Task description
Extract every line of the material that holds the string "only".

Task inputs

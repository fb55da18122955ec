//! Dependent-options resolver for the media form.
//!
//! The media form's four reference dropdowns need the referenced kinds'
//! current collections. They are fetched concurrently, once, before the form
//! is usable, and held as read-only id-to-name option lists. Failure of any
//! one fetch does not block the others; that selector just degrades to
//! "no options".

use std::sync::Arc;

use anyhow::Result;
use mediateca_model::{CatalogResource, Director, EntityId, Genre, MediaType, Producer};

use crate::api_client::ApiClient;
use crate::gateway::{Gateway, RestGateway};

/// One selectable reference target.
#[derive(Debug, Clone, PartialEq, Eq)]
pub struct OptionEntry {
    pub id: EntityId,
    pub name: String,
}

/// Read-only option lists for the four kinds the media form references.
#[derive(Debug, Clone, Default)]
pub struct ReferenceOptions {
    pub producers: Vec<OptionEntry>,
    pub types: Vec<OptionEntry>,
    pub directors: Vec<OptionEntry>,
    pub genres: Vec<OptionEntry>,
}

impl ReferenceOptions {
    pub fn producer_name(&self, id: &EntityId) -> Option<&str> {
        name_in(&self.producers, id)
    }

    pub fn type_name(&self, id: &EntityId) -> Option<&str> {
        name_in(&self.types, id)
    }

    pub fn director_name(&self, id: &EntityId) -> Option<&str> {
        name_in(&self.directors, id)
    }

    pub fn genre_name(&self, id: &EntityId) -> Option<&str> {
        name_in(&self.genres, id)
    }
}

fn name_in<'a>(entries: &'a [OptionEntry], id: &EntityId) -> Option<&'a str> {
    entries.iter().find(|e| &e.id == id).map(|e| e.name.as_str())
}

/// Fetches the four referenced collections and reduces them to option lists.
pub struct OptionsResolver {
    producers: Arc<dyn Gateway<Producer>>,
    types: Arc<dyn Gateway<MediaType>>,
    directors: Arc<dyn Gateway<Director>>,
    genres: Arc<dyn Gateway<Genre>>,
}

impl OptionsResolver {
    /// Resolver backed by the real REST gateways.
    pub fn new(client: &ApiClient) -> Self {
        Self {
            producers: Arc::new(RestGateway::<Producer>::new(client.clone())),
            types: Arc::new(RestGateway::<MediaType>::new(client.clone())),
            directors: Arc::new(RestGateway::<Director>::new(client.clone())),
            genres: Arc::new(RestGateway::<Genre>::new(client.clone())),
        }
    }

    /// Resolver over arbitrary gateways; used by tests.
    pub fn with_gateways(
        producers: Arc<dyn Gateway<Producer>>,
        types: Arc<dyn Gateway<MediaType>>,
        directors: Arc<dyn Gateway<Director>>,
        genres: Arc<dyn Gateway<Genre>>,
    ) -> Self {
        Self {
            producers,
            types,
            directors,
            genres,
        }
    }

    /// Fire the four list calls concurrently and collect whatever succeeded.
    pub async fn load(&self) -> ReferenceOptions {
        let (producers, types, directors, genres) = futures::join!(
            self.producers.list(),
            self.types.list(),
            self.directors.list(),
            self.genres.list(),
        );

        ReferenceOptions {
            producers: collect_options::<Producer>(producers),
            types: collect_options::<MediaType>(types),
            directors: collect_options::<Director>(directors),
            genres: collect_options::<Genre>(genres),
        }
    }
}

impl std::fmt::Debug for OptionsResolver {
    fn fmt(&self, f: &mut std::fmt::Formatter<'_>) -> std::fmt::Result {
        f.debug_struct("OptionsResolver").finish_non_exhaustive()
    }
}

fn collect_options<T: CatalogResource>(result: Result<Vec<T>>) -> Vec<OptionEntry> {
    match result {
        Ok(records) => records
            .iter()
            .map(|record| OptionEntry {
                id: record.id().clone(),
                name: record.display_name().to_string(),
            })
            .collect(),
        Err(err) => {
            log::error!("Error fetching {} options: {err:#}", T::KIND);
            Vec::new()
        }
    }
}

==

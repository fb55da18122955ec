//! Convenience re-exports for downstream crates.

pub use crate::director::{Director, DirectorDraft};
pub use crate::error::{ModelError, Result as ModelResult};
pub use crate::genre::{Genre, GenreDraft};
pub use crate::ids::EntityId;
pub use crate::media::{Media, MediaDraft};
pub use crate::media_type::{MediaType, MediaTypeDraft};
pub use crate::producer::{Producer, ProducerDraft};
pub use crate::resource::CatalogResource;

...

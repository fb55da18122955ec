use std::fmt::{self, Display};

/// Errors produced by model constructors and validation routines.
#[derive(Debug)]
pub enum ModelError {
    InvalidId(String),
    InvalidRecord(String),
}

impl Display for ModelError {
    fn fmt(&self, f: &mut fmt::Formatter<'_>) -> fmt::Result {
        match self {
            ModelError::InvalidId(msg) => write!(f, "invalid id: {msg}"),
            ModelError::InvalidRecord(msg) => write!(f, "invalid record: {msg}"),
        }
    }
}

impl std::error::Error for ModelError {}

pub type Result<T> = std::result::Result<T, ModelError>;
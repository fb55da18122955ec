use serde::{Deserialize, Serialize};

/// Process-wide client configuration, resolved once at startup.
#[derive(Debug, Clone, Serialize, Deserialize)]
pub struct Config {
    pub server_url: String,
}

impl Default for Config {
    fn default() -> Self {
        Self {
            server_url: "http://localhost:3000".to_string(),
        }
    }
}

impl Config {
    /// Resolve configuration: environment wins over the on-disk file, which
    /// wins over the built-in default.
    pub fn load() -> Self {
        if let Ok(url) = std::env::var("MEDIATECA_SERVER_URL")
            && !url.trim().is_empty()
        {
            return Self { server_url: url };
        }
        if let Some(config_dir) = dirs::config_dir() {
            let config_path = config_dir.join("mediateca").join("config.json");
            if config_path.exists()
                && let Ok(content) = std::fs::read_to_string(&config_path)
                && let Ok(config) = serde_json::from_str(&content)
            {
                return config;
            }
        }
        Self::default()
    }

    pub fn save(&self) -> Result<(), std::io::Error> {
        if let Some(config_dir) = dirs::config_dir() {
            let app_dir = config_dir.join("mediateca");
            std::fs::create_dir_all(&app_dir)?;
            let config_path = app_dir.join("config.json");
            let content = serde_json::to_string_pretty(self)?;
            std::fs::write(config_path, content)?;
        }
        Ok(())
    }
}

Solved exercise
//! is usable, and held as read-only id-to-name option lists. Failure of any
/// Read-only option lists for the four kinds the media form references.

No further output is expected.